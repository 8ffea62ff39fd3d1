//! Static page generator for folio documentation.
//!
//! Renders each JSON data file into an HTML page with a content area and a
//! collapsible sidebar, plus the shared stylesheet, runtime script and
//! search index.

pub mod assets;
pub mod builder;
pub mod render;
pub mod templates;

pub use builder::{host_page, BuildConfig, BuildError, BuildResult, StaticBuilder};
pub use render::{
    wire_accordions, AccordionState, DocumentRenderer, MarkupPolicy, Mounts, RenderOptions,
};
//! Version catalog and descriptor resolution with inheritance support.

use crate::game::config::{LauncherConfig, MAX_INHERITANCE_DEPTH};
use crate::game::error::{io_error, LauncherError};
use crate::game::versions::types::{
    ArgumentLists, ReleaseType, VersionCatalogFile, VersionDescriptor,
};
use crate::store::LocalStore;
use futures::future::BoxFuture;
use reqwest::Client;
use std::collections::HashMap;
use std::sync::{Arc, Mutex};

/// Outcome of a descriptor lookup. `NotCached` is a sentinel, not an
/// error: it means resolution would need a network round-trip the caller
/// opted out of (or an id the catalog does not know).
#[derive(Debug, Clone)]
pub enum Resolution {
    Ready(Arc<VersionDescriptor>),
    NotCached,
}

impl Resolution {
    pub fn ready(self) -> Option<Arc<VersionDescriptor>> {
        match self {
            Resolution::Ready(descriptor) => Some(descriptor),
            Resolution::NotCached => None,
        }
    }
}

/// Resolved one-line summary exposed to the UI boundary.
#[derive(Debug, Clone)]
pub struct VersionSummary {
    pub id: String,
    pub release_type: Option<ReleaseType>,
    pub inherits_from: Option<String>,
    pub download_fraction: f64,
}

/// Owns the in-memory version catalog and the resolved-descriptor cache.
///
/// Both maps are append-only during normal operation; entries are only
/// replaced by an explicit catalog reload. Population races on the same
/// key are benign since the merged value is identical for a given input.
pub struct VersionResolver {
    store: Arc<LocalStore>,
    http: Client,
    config: Arc<LauncherConfig>,
    catalog: Mutex<HashMap<String, String>>,
    resolved: Mutex<HashMap<String, Arc<VersionDescriptor>>>,
}

impl VersionResolver {
    pub fn new(store: Arc<LocalStore>, http: Client, config: Arc<LauncherConfig>) -> Self {
        Self {
            store,
            http,
            config,
            catalog: Mutex::new(HashMap::new()),
            resolved: Mutex::new(HashMap::new()),
        }
    }

    /// Replace the in-memory catalog wholesale from the remote index.
    /// On failure the previous catalog stays intact.
    pub async fn refresh_catalog(&self) -> Result<(), LauncherError> {
        let url = self.config.catalog_url.clone();
        log::info!("Refreshing version catalog from {}", url);

        let body = fetch_text(&self.http, &url)
            .await
            .map_err(|e| LauncherError::catalog_fetch(&url, e))?;

        let parsed: VersionCatalogFile = serde_json::from_str(&body)
            .map_err(|e| LauncherError::catalog_fetch(&url, e))?;

        // Keep a local copy so a later offline start can reuse it.
        if let Err(e) = self
            .store
            .write_atomic(&self.store.catalog_path(), body.as_bytes())
            .await
        {
            log::warn!("Failed to persist version catalog: {}", e);
        }

        let count = parsed.versions.len();
        *self.catalog.lock().unwrap() = parsed.versions;
        log::info!("Version catalog loaded: {} versions", count);
        Ok(())
    }

    /// Populate the catalog from the on-disk copy of the last successful
    /// refresh. Used as a fallback when the remote index is unreachable.
    pub async fn load_cached_catalog(&self) -> Result<(), LauncherError> {
        let path = self.store.catalog_path();
        let body = self
            .store
            .read_to_string(&path)
            .await
            .map_err(|e| LauncherError::catalog_fetch(path.display().to_string(), e))?;
        let parsed: VersionCatalogFile =
            serde_json::from_str(&body).map_err(|e| LauncherError::Parse {
                what: path.display().to_string(),
                source: e,
            })?;

        let count = parsed.versions.len();
        *self.catalog.lock().unwrap() = parsed.versions;
        log::info!("Loaded cached version catalog: {} versions", count);
        Ok(())
    }

    /// All version ids the catalog currently knows.
    pub fn version_ids(&self) -> Vec<String> {
        self.catalog.lock().unwrap().keys().cloned().collect()
    }

    /// Resolve a descriptor, following `inheritsFrom` up to the depth
    /// budget and deep-merging child over parent.
    pub async fn resolve(&self, id: &str, allow_fetch: bool) -> Result<Resolution, LauncherError> {
        self.resolve_with_budget(id, allow_fetch, MAX_INHERITANCE_DEPTH)
            .await
    }

    fn resolve_with_budget<'a>(
        &'a self,
        id: &'a str,
        allow_fetch: bool,
        budget: u32,
    ) -> BoxFuture<'a, Result<Resolution, LauncherError>> {
        Box::pin(async move {
            if let Some(cached) = self.resolved.lock().unwrap().get(id).cloned() {
                return Ok(Resolution::Ready(cached));
            }

            let path = self.store.version_json_path(id);
            if !self.store.exists(&path) {
                if !allow_fetch {
                    return Ok(Resolution::NotCached);
                }
                let url = self.catalog.lock().unwrap().get(id).cloned();
                let Some(url) = url else {
                    log::debug!("No catalog entry for version {}", id);
                    return Ok(Resolution::NotCached);
                };

                log::info!("Fetching descriptor for {} from {}", id, url);
                let body = fetch_bytes(&self.http, &url)
                    .await
                    .map_err(|e| LauncherError::transfer(&url, e))?;
                self.store.write_atomic(&path, &body).await.map_err(io_error)?;
            }

            let text = self.store.read_to_string(&path).await.map_err(io_error)?;
            let mut descriptor: VersionDescriptor =
                serde_json::from_str(&text).map_err(|e| LauncherError::Parse {
                    what: path.display().to_string(),
                    source: e,
                })?;

            if let Some(parent_id) = descriptor.inherits_from.clone() {
                if budget <= 1 {
                    return Err(LauncherError::InheritanceDepthExceeded {
                        id: id.to_string(),
                    });
                }
                match self
                    .resolve_with_budget(&parent_id, allow_fetch, budget - 1)
                    .await?
                {
                    Resolution::NotCached => return Ok(Resolution::NotCached),
                    Resolution::Ready(parent) => {
                        descriptor = merge_descriptors((*parent).clone(), descriptor);
                    }
                }
            }

            let descriptor = Arc::new(descriptor);
            self.resolved
                .lock()
                .unwrap()
                .insert(id.to_string(), descriptor.clone());
            Ok(Resolution::Ready(descriptor))
        })
    }

    /// Runtime major this version should run on: the declared one when it
    /// is a supported major, the configured default otherwise.
    pub async fn effective_runtime_major(&self, id: &str) -> Result<Option<u32>, LauncherError> {
        match self.resolve(id, true).await? {
            Resolution::NotCached => Ok(None),
            Resolution::Ready(descriptor) => {
                let declared = descriptor.java_version.as_ref().map(|j| j.major_version);
                Ok(Some(self.config.effective_runtime_major(declared)))
            }
        }
    }

    /// Drop every resolved descriptor; the next lookup re-reads the store.
    pub fn invalidate_resolved(&self) {
        self.resolved.lock().unwrap().clear();
    }
}

/// Deep-merge a child descriptor over its parent. Scalar fields: child
/// wins when present. List fields: child entries first, then the
/// parent's, never deduplicated.
pub(crate) fn merge_descriptors(
    parent: VersionDescriptor,
    child: VersionDescriptor,
) -> VersionDescriptor {
    let mut merged = parent;

    merged.id = child.id;
    // Kept so summaries can report the immediate parent.
    merged.inherits_from = child.inherits_from;

    if child.release_type.is_some() {
        merged.release_type = child.release_type;
    }
    if child.main_class.is_some() {
        merged.main_class = child.main_class;
    }
    if child.java_version.is_some() {
        merged.java_version = child.java_version;
    }
    if child.downloads.is_some() {
        merged.downloads = child.downloads;
    }
    if child.asset_index.is_some() {
        merged.asset_index = child.asset_index;
    }
    if child.assets.is_some() {
        merged.assets = child.assets;
    }

    let parent_libraries = std::mem::take(&mut merged.libraries);
    let mut libraries = child.libraries;
    libraries.extend(parent_libraries);
    merged.libraries = libraries;

    merged.arguments = match (child.arguments, merged.arguments.take()) {
        (Some(child_args), Some(parent_args)) => {
            let mut game = child_args.game;
            game.extend(parent_args.game);
            let mut jvm = child_args.jvm;
            jvm.extend(parent_args.jvm);
            Some(ArgumentLists { game, jvm })
        }
        (child_args, parent_args) => child_args.or(parent_args),
    };

    merged
}

async fn fetch_text(client: &Client, url: &str) -> anyhow::Result<String> {
    let response = client.get(url).send().await?;
    if !response.status().is_success() {
        anyhow::bail!("HTTP error {}: {}", response.status(), url);
    }
    Ok(response.text().await?)
}

async fn fetch_bytes(client: &Client, url: &str) -> anyhow::Result<Vec<u8>> {
    let response = client.get(url).send().await?;
    if !response.status().is_success() {
        anyhow::bail!("HTTP error {}: {}", response.status(), url);
    }
    Ok(response.bytes().await?.to_vec())
}
//! Argument template expansion for the launch boundary.
//!
//! Templates come from the resolved descriptor's `jvm` and `game` lists.
//! Literal tokens are substituted in place; conditional entries go
//! through the rule evaluator first. Tokens whose placeholders cannot be
//! resolved are dropped entirely so no orphan flags are passed on.

use crate::game::config::{LAUNCHER_NAME, LAUNCHER_VERSION};
use crate::game::launcher::types::LaunchOptions;
use crate::game::rules::{evaluate_rules, RuleAction, RuleContext};
use crate::game::versions::{Argument, ArgumentValue, VersionDescriptor};
use crate::store::LocalStore;
use dunce::canonicalize;
use std::collections::HashMap;
use std::path::Path;

/// Build the substitution table for a launch.
pub fn build_variables(
    descriptor: &VersionDescriptor,
    version_id: &str,
    store: &LocalStore,
    game_dir: &Path,
    classpath: &str,
    options: &LaunchOptions,
) -> HashMap<String, String> {
    let mut vars = HashMap::new();

    vars.insert("auth_player_name".to_string(), options.player_name.clone());
    vars.insert("auth_uuid".to_string(), options.identity_token.clone());
    vars.insert(
        "auth_access_token".to_string(),
        options.session_token.clone(),
    );
    vars.insert("user_type".to_string(), "msa".to_string());

    vars.insert("version_name".to_string(), version_id.to_string());
    vars.insert(
        "version_type".to_string(),
        descriptor
            .release_type
            .map(|t| t.as_str().to_string())
            .unwrap_or_else(|| "release".to_string()),
    );

    vars.insert("game_directory".to_string(), canonical_string(game_dir));
    vars.insert(
        "natives_directory".to_string(),
        canonical_string(&store.natives_dir(version_id)),
    );
    vars.insert(
        "assets_root".to_string(),
        canonical_string(&store.assets_dir()),
    );
    if let Some(assets_id) = descriptor.assets_id() {
        vars.insert("assets_index_name".to_string(), assets_id.to_string());
    }

    vars.insert("launcher_name".to_string(), LAUNCHER_NAME.to_string());
    vars.insert("launcher_version".to_string(), LAUNCHER_VERSION.to_string());
    vars.insert("classpath".to_string(), classpath.to_string());

    if let Some((width, height)) = options.window_size {
        vars.insert("resolution_width".to_string(), width.to_string());
        vars.insert("resolution_height".to_string(), height.to_string());
    }

    vars
}

/// Expand one template list into concrete tokens.
pub fn expand_arguments(
    templates: &[Argument],
    variables: &HashMap<String, String>,
    ctx: &RuleContext,
) -> Vec<String> {
    let mut out = Vec::new();

    for template in templates {
        match template {
            Argument::Literal(text) => {
                if let Some(token) = expand_token(text, variables) {
                    out.push(token);
                }
            }
            Argument::Conditional { rules, value } => {
                if evaluate_rules(rules, ctx) != RuleAction::Allow {
                    continue;
                }
                match value {
                    ArgumentValue::Single(text) => {
                        if let Some(token) = expand_token(text, variables) {
                            out.push(token);
                        }
                    }
                    ArgumentValue::Many(texts) => {
                        // If any part of a multi-token group fails to
                        // resolve, drop the whole group so a flag never
                        // appears without its value.
                        let expanded: Option<Vec<String>> = texts
                            .iter()
                            .map(|text| expand_token(text, variables))
                            .collect();
                        if let Some(tokens) = expanded {
                            out.extend(tokens);
                        }
                    }
                }
            }
        }
    }

    out
}

fn expand_token(text: &str, variables: &HashMap<String, String>) -> Option<String> {
    if contains_unresolved_placeholder(text, variables) {
        return None;
    }
    Some(substitute_variables(text, variables))
}

/// Substitute `${key}` placeholders from the variable table.
pub fn substitute_variables(text: &str, variables: &HashMap<String, String>) -> String {
    let mut result = text.to_string();

    for (key, value) in variables {
        let placeholder = format!("${{{}}}", key);
        result = result.replace(&placeholder, value);
    }

    result
}

/// True when `text` contains a placeholder that is missing from the table
/// or maps to an empty string.
fn contains_unresolved_placeholder(text: &str, variables: &HashMap<String, String>) -> bool {
    let mut idx = 0usize;
    while let Some(start) = text[idx..].find("${") {
        let abs = idx + start + 2;
        let Some(end_rel) = text[abs..].find('}') else {
            // No closing brace: treat as a bad placeholder.
            return true;
        };
        let end = abs + end_rel;
        let key = &text[abs..end];
        match variables.get(key) {
            Some(value) if !value.trim().is_empty() => {}
            _ => return true,
        }
        idx = end + 1;
    }

    false
}

fn canonical_string(path: &Path) -> String {
    canonicalize(path)
        .map(|p| p.to_string_lossy().to_string())
        .unwrap_or_else(|_| path.to_string_lossy().to_string())
}

#[cfg(test)]
mod tests {
    use super::*;
    use crate::game::rules::Rule;

    fn vars(pairs: &[(&str, &str)]) -> HashMap<String, String> {
        pairs
            .iter()
            .map(|(k, v)| (k.to_string(), v.to_string()))
            .collect()
    }

    fn plain_ctx() -> RuleContext {
        RuleContext {
            os_name: "linux".to_string(),
            arch: "x64".to_string(),
            os_version: String::new(),
            features: HashMap::new(),
        }
    }

    #[test]
    fn substitutes_known_placeholders() {
        let table = vars(&[("auth_player_name", "Steve"), ("version_name", "1.20")]);
        let result =
            substitute_variables("--username ${auth_player_name} --version ${version_name}", &table);
        assert_eq!(result, "--username Steve --version 1.20");
    }

    #[test]
    fn drops_tokens_with_unresolved_placeholders() {
        let table = vars(&[("known", "v")]);
        let templates = vec![
            Argument::Literal("${known}".to_string()),
            Argument::Literal("${unknown}".to_string()),
        ];
        let expanded = expand_arguments(&templates, &table, &plain_ctx());
        assert_eq!(expanded, vec!["v"]);
    }

    #[test]
    fn conditional_group_is_all_or_nothing() {
        let mut features = HashMap::new();
        features.insert("has_custom_resolution".to_string(), true);
        let templates = vec![Argument::Conditional {
            rules: vec![Rule {
                action: RuleAction::Allow,
                os: None,
                features: Some(features),
            }],
            value: ArgumentValue::Many(vec![
                "--width".to_string(),
                "${resolution_width}".to_string(),
            ]),
        }];

        // Feature off: whole group dropped by the rule.
        let table = vars(&[("resolution_width", "800")]);
        assert!(expand_arguments(&templates, &table, &plain_ctx()).is_empty());

        // Feature on but width missing: dropped so "--width" never dangles.
        let ctx = plain_ctx().with_feature("has_custom_resolution", true);
        assert!(expand_arguments(&templates, &vars(&[]), &ctx).is_empty());

        // Feature on and resolvable: both tokens emitted.
        let expanded = expand_arguments(&templates, &table, &ctx);
        assert_eq!(expanded, vec!["--width", "800"]);
    }
}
· · · ·
> Task objective: Copy out every line above where "RuleContext" is present.

> Written solution:
use crate::game::rules::{evaluate_rules, RuleAction, RuleContext};
    ctx: &RuleContext,
    fn plain_ctx() -> RuleContext {
        RuleContext {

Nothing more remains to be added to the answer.